:: Dataset records

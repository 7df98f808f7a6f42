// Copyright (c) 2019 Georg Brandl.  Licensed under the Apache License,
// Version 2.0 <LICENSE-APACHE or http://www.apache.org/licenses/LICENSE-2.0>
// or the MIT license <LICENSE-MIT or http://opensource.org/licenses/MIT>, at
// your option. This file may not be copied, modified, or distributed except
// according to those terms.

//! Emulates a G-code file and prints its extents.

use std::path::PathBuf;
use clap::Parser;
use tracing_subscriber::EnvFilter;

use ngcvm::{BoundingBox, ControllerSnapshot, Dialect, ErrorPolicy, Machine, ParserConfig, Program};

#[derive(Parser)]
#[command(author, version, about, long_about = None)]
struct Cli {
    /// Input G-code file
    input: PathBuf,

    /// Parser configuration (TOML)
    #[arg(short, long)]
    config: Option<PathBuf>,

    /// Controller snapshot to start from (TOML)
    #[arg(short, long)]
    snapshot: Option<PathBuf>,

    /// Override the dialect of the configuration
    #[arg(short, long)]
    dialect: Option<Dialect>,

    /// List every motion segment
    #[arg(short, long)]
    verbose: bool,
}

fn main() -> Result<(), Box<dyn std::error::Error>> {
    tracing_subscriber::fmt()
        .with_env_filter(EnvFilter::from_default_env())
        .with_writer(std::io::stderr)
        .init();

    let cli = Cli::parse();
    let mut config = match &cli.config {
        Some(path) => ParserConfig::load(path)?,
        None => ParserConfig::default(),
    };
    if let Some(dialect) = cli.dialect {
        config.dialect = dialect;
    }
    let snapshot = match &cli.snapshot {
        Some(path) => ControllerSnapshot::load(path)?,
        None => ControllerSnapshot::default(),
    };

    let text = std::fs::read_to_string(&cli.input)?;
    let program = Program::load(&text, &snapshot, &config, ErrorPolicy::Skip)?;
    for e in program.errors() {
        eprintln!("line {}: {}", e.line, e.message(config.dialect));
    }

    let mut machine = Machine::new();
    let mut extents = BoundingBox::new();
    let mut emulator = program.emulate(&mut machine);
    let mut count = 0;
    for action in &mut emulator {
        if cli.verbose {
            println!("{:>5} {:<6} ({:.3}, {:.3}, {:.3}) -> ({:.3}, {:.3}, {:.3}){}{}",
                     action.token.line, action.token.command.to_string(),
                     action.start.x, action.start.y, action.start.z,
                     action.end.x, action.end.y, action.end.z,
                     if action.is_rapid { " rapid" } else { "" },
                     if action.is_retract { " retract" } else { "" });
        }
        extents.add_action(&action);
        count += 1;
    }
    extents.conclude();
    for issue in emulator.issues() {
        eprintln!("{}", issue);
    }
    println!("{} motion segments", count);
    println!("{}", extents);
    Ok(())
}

::::

(Work instructions):
Copy each line of the material exactly as shown.

(Your solution):
repository 7df98f808f7a6f42
// Copyright (c) 2019 Georg Brandl.  Licensed under the Apache License,
// Version 2.0 <LICENSE-APACHE or http://www.apache.org/licenses/LICENSE-2.0>
// or the MIT license <LICENSE-MIT or http://opensource.org/licenses/MIT>, at
// your option. This file may not be copied, modified, or distributed except
// according to those terms.

//! Emulates a G-code file and prints its extents.

use std::path::PathBuf;
use clap::Parser;
use tracing_subscriber::EnvFilter;

use ngcvm::{BoundingBox, ControllerSnapshot, Dialect, ErrorPolicy, Machine, ParserConfig, Program};

#[derive(Parser)]
#[command(author, version, about, long_about = None)]
struct Cli {
    /// Input G-code file
    input: PathBuf,

    /// Parser configuration (TOML)
    #[arg(short, long)]
    config: Option<PathBuf>,

    /// Controller snapshot to start from (TOML)
    #[arg(short, long)]
    snapshot: Option<PathBuf>,

    /// Override the dialect of the configuration
    #[arg(short, long)]
    dialect: Option<Dialect>,

    /// List every motion segment
    #[arg(short, long)]
    verbose: bool,
}

fn main() -> Result<(), Box<dyn std::error::Error>> {
    tracing_subscriber::fmt()
        .with_env_filter(EnvFilter::from_default_env())
        .with_writer(std::io::stderr)
        .init();

    let cli = Cli::parse();
    let mut config = match &cli.config {
        Some(path) => ParserConfig::load(path)?,
        None => ParserConfig::default(),
    };
    if let Some(dialect) = cli.dialect {
        config.dialect = dialect;
    }
    let snapshot = match &cli.snapshot {
        Some(path) => ControllerSnapshot::load(path)?,
        None => ControllerSnapshot::default(),
    };

    let text = std::fs::read_to_string(&cli.input)?;
    let program = Program::load(&text, &snapshot, &config, ErrorPolicy::Skip)?;
    for e in program.errors() {
        eprintln!("line {}: {}", e.line, e.message(config.dialect));
    }

    let mut machine = Machine::new();
    let mut extents = BoundingBox::new();
    let mut emulator = program.emulate(&mut machine);
    let mut count = 0;
    for action in &mut emulator {
        if cli.verbose {
            println!("{:>5} {:<6} ({:.3}, {:.3}, {:.3}) -> ({:.3}, {:.3}, {:.3}){}{}",
                     action.token.line, action.token.command.to_string(),
                     action.start.x, action.start.y, action.start.z,
                     action.end.x, action.end.y, action.end.z,
                     if action.is_rapid { " rapid" } else { "" },
                     if action.is_retract { " retract" } else { "" });
        }
        extents.add_action(&action);
        count += 1;
    }
    extents.conclude();
    for issue in emulator.issues() {
        eprintln!("{}", issue);
    }
    println!("{} motion segments", count);
    println!("{}", extents);
    Ok(())
}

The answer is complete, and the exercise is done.